Wells Fargo employees couldn’t give customers specific details about MyTerm, but they could (and were told to) steer them to the kiosks. Every sign-up would count as credit toward Wells Fargo employees’ sales goals. So it was inevitable that sales reps would cut out the middleman and start signing people up for MyTerm themselves. Obvious falsehoods on the application, like addresses listed as “Wells Fargo Drive,” gave away the scheme.
The goal was less to scam people out of money than to meet sales goals. The Prudential whistleblowers found that reps would routinely open and close MyTerm accounts, taking credit for each re-opening. This bolstered Wells Fargo’s overall sales figures, eventually presented to investors to boost the stock price. Nevertheless, some of the 15,000 MyTerm account premiums were paid through automatic debits to checking and savings accounts.
On Monday, Prudential decided to suspend the MyTerm program with Wells Fargo, pending a review. “Prudential remains squarely focused on doing what is right for our customers,” Chief Operating Officer Steve Pelletier said in a statement.

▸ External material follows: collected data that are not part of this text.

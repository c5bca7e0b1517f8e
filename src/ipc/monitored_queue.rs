// THEORY:
// A monitored queue is one edge of the DAG: a ring buffer, the codec for the
// items it carries, and an `EdgeMonitor` that anyone (the DAG controller, the
// metadata writer) can hold to read the edge's counters without touching the
// data path.
//
// Counters that both ends contribute to (writes, reads, drops, torn reads)
// live in the ring header so they stay correct when the ends sit in different
// processes. The monitor adds what only one side knows: malformed slots
// seen by readers and a smoothed throughput estimate.
//
// Drops are reported and logged, never returned as errors.

use crate::error::{Result, VrError};
use crate::ipc::codec::SlotCodec;
use crate::ipc::ring_buffer::{RingBuffer, RingCounters, RingError, RingReader, RingWriter};
use parking_lot::Mutex;
use serde::Serialize;
use std::fmt;
use std::path::PathBuf;
use std::sync::Arc;
use std::sync::atomic::{AtomicU64, Ordering};
use std::time::Instant;

/// Overflow warnings are emitted for the first drop and then every this many.
const DROP_LOG_INTERVAL: u64 = 1000;
/// Smoothing factor of the throughput moving average.
const THROUGHPUT_ALPHA: f64 = 0.3;
/// Minimum spacing between throughput samples.
const THROUGHPUT_MIN_INTERVAL_SEC: f64 = 0.01;
/// Consecutive lapped or malformed slots a single pop will skip over.
const MAX_POP_ATTEMPTS: usize = 16;

/// Where a queue's ring lives.
#[derive(Debug, Clone, PartialEq, Eq, Default)]
pub enum Backing {
    /// Anonymous shared mapping, visible to every thread of this process.
    #[default]
    Anonymous,
    /// File-backed mapping other processes can attach to.
    File(PathBuf),
}

#[derive(Debug, Clone, PartialEq, Eq)]
pub struct QueueOptions {
    pub capacity: usize,
    pub copy_on_read: bool,
    pub backing: Backing,
}

impl Default for QueueOptions {
    fn default() -> Self {
        Self {
            capacity: 16,
            copy_on_read: true,
            backing: Backing::Anonymous,
        }
    }
}

/// Result of a non-blocking push.
#[derive(Debug, Clone, Copy, PartialEq, Eq)]
pub enum PushOutcome {
    Enqueued,
    /// The item was enqueued but displaced the oldest unread item.
    Overwrote,
}

/// Per-edge statistics as printed on shutdown and written to run metadata.
#[derive(Debug, Clone, PartialEq, Serialize)]
pub struct QueueStats {
    pub name: String,
    pub enqueued: u64,
    pub dequeued: u64,
    pub dropped: u64,
    pub torn: u64,
    pub malformed: u64,
    pub size: u64,
    pub capacity: u64,
    pub overflow: bool,
    pub throughput_hz: f64,
}

impl fmt::Display for QueueStats {
    fn fmt(&self, f: &mut fmt::Formatter<'_>) -> fmt::Result {
        write!(
            f,
            "{:<32} enq {:>8}  deq {:>8}  drop {:>7}  torn {:>5}  bad {:>5}  size {:>3}/{:<3}  {:>7.1} Hz{}",
            self.name,
            self.enqueued,
            self.dequeued,
            self.dropped,
            self.torn,
            self.malformed,
            self.size,
            self.capacity,
            self.throughput_hz,
            if self.overflow { "  OVERFLOW" } else { "" }
        )
    }
}

impl QueueStats {
    /// Items that never reached the consumer: dropped, still queued, or
    /// undecodable.
    pub fn lost(&self) -> u64 {
        self.dropped + self.size + self.malformed
    }
}

#[derive(Debug)]
struct Meter {
    last_at: Instant,
    last_dequeued: u64,
    rate_hz: Option<f64>,
}

#[derive(Debug)]
struct EdgeState {
    ring: Arc<RingBuffer>,
    malformed: AtomicU64,
    meter: Mutex<Meter>,
}

/// Read-only handle on an edge's counters.
#[derive(Debug, Clone)]
pub struct EdgeMonitor {
    state: Arc<EdgeState>,
}

impl EdgeMonitor {
    fn new(ring: Arc<RingBuffer>) -> Self {
        Self {
            state: Arc::new(EdgeState {
                ring,
                malformed: AtomicU64::new(0),
                meter: Mutex::new(Meter {
                    last_at: Instant::now(),
                    last_dequeued: 0,
                    rate_hz: None,
                }),
            }),
        }
    }

    pub fn name(&self) -> &str {
        self.state.ring.name()
    }

    pub fn counters(&self) -> RingCounters {
        self.state.ring.counters()
    }

    pub fn dropped(&self) -> u64 {
        self.counters().dropped
    }

    pub fn malformed(&self) -> u64 {
        self.state.malformed.load(Ordering::Relaxed)
    }

    /// Current counters plus an updated throughput estimate.
    pub fn snapshot(&self) -> QueueStats {
        let counters = self.counters();
        let throughput_hz = {
            let mut meter = self.state.meter.lock();
            let now = Instant::now();
            let dt = now.duration_since(meter.last_at).as_secs_f64();
            if dt >= THROUGHPUT_MIN_INTERVAL_SEC {
                let instant = (counters.dequeued - meter.last_dequeued) as f64 / dt;
                meter.rate_hz = Some(match meter.rate_hz {
                    Some(prev) => THROUGHPUT_ALPHA * instant + (1.0 - THROUGHPUT_ALPHA) * prev,
                    None => instant,
                });
                meter.last_at = now;
                meter.last_dequeued = counters.dequeued;
            }
            meter.rate_hz.unwrap_or(0.0)
        };
        QueueStats {
            name: self.name().to_string(),
            enqueued: counters.written,
            dequeued: counters.dequeued,
            dropped: counters.dropped,
            torn: counters.torn,
            malformed: self.malformed(),
            size: counters.size,
            capacity: counters.capacity,
            overflow: counters.overflow,
            throughput_hz,
        }
    }
}

/// Creates one monitored edge.
pub fn monitored_queue<C: SlotCodec>(
    name: &str,
    codec: C,
    options: &QueueOptions,
) -> Result<(QueueWriter<C>, QueueReader<C>, EdgeMonitor)> {
    let ring = match &options.backing {
        Backing::Anonymous => {
            RingBuffer::anonymous(name, options.capacity, codec.slot_size(), options.copy_on_read)?
        }
        Backing::File(dir) => {
            let path = dir.join(format!("{}.ring", sanitize(name)));
            RingBuffer::create(
                name,
                &path,
                options.capacity,
                codec.slot_size(),
                options.copy_on_read,
            )?
        }
    };
    let (writer, reader) = ring.split();
    let monitor = EdgeMonitor::new(writer.ring().clone());
    Ok((
        QueueWriter {
            writer,
            codec: codec.clone(),
            monitor: monitor.clone(),
        },
        QueueReader {
            reader,
            codec,
            monitor: monitor.clone(),
        },
        monitor,
    ))
}

fn sanitize(name: &str) -> String {
    name.chars()
        .map(|c| if c.is_ascii_alphanumeric() || c == '_' { c } else { '-' })
        .collect()
}

/// Producer end of an edge.
pub struct QueueWriter<C: SlotCodec> {
    writer: RingWriter,
    codec: C,
    monitor: EdgeMonitor,
}

impl<C: SlotCodec> QueueWriter<C> {
    pub fn name(&self) -> &str {
        self.monitor.name()
    }

    pub fn monitor(&self) -> &EdgeMonitor {
        &self.monitor
    }

    /// Packs and commits `item` without blocking. A full ring overwrites its
    /// oldest item; that is reported through the outcome and the counters.
    pub fn push(&mut self, item: &C::Item) -> Result<PushOutcome> {
        let (_, slot) = self.writer.write_begin();
        self.codec.pack(item, slot)?;
        match self.writer.write_commit() {
            Ok(()) => Ok(PushOutcome::Enqueued),
            Err(RingError::Overflow(_)) => {
                let dropped = self.monitor.dropped();
                if dropped <= 1 || dropped % DROP_LOG_INTERVAL == 0 {
                    tracing::warn!(edge = %self.name(), dropped, "queue overflow; dropping oldest items");
                }
                Ok(PushOutcome::Overwrote)
            }
            Err(e) => Err(e.into()),
        }
    }

    pub fn size(&self) -> usize {
        self.writer.size()
    }

    pub fn full(&self) -> bool {
        self.writer.full()
    }
}

/// Consumer end of an edge. Clones compete for items.
pub struct QueueReader<C: SlotCodec> {
    reader: RingReader,
    codec: C,
    monitor: EdgeMonitor,
}

impl<C: SlotCodec> Clone for QueueReader<C> {
    fn clone(&self) -> Self {
        Self {
            reader: self.reader.clone(),
            codec: self.codec.clone(),
            monitor: self.monitor.clone(),
        }
    }
}

impl<C: SlotCodec> QueueReader<C> {
    pub fn name(&self) -> &str {
        self.monitor.name()
    }

    pub fn monitor(&self) -> &EdgeMonitor {
        &self.monitor
    }

    pub fn has_data(&self) -> bool {
        self.reader.data_available()
    }

    pub fn size(&self) -> usize {
        self.reader.size()
    }

    pub fn empty(&self) -> bool {
        self.reader.empty()
    }

    /// Takes the oldest item, if any. Malformed slots are consumed, counted
    /// and skipped; slots lost to the writer mid-read are retried.
    pub fn try_pop(&mut self) -> Result<Option<C::Item>> {
        for _ in 0..MAX_POP_ATTEMPTS {
            let (empty, view) = self.reader.read_begin();
            if empty {
                return Ok(None);
            }
            let decoded = self.codec.unpack(view);
            match self.reader.read_commit() {
                Ok(()) => match decoded {
                    Ok(item) => return Ok(Some(item)),
                    Err(err @ (VrError::MalformedSlot(_) | VrError::CodecSize { .. })) => {
                        let count = self.monitor.state.malformed.fetch_add(1, Ordering::Relaxed) + 1;
                        tracing::debug!(edge = %self.name(), count, error = %err, "skipping malformed slot");
                    }
                    Err(other) => return Err(other),
                },
                Err(RingError::Lapped) => continue,
                Err(other) => return Err(other.into()),
            }
        }
        Ok(None)
    }

    /// Drains the queue, returning the newest item and how many older ones
    /// were skipped.
    pub fn pop_latest(&mut self) -> Result<Option<(C::Item, u64)>> {
        let mut latest = None;
        let mut skipped = 0u64;
        while let Some(item) = self.try_pop()? {
            if latest.replace(item).is_some() {
                skipped += 1;
            }
        }
        Ok(latest.map(|item| (item, skipped)))
    }
}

I have many questions here. Why is Prudential still allowed to sell a life insurance policy based off a quickly rendered application and scanning a couple medical databases? Why do former Prudential employees compare these policies to predatory reverse mortgages granted to unsophisticated consumers? What benefits does this policy, which costs around $300 a year, provide? Why were the Wells Fargo policies “sold predominantly to individuals with Hispanic-sounding last names,” as the whistleblower lawsuit claims? How did Prudential not pick up on anything amiss at Wells Fargo after 70 percent of the policies sold in the first year lapsed?
If we could ask one federal regulator those questions, it would be nice. But we would have to survey 50 different insurance commissioners in the states, and ask about policies issued online in many cases. California and New Jersey are reportedly investigating the matter, but that only begs the question of who protects residents in the other 48 states. No single regulator coordinated or monitored the Wells Fargo partnership because such an office doesn’t exist. And Wells Fargo’s national bank regulator, the Office of the Comptroller of the Currency, isn’t exactly focused on ancillary insurance policies sold out of the storefronts.
The entire regulatory structure, then, frustrates consumer protection on these products. Prudential has been labeled a systemically important financial institution, subject to enhanced supervision by federal authorities. But that effort is about threats to the financial system, not penny-ante life insurance schemes that may or may not be legitimate.
By the way, Prudential sells MyTerm through other retail banks, including BB&T and South Carolina Federal Credit Union. High-pressure sales goals have been eliminated at Wells Fargo; what about these other banks? [UPDATE: In response to this piece, the South Carolina Federal Credit Union says it has not offered the MyTerm insurance since 2013 and no MyTerm policies were ever issued, though a link to sign up for the Prudential policies remained on the credit union site until it was removed this week.]
Before the liberal hysteria over the imminent doom of Trump’s America crests, we need to understand that this scandal, and so many others, happened under the watch of eight years of a Democratic president. The Consumer Financial Protection Bureau, the one significant structural change to our regulatory framework since the financial crisis, was an important advance, but even it has been unable to uncover the mass of scams out there — and in some cases it’s been prevented by law from doing so.
Something about the structure of our economy tends to reward bad behavior, even in supposedly tighter regulatory environments. Whenever those dedicated to rooting out corporate scam culture ever re-enter the halls of power, they’ll need to have a long memory to understand that overhaul is needed, not tinkering around the edges.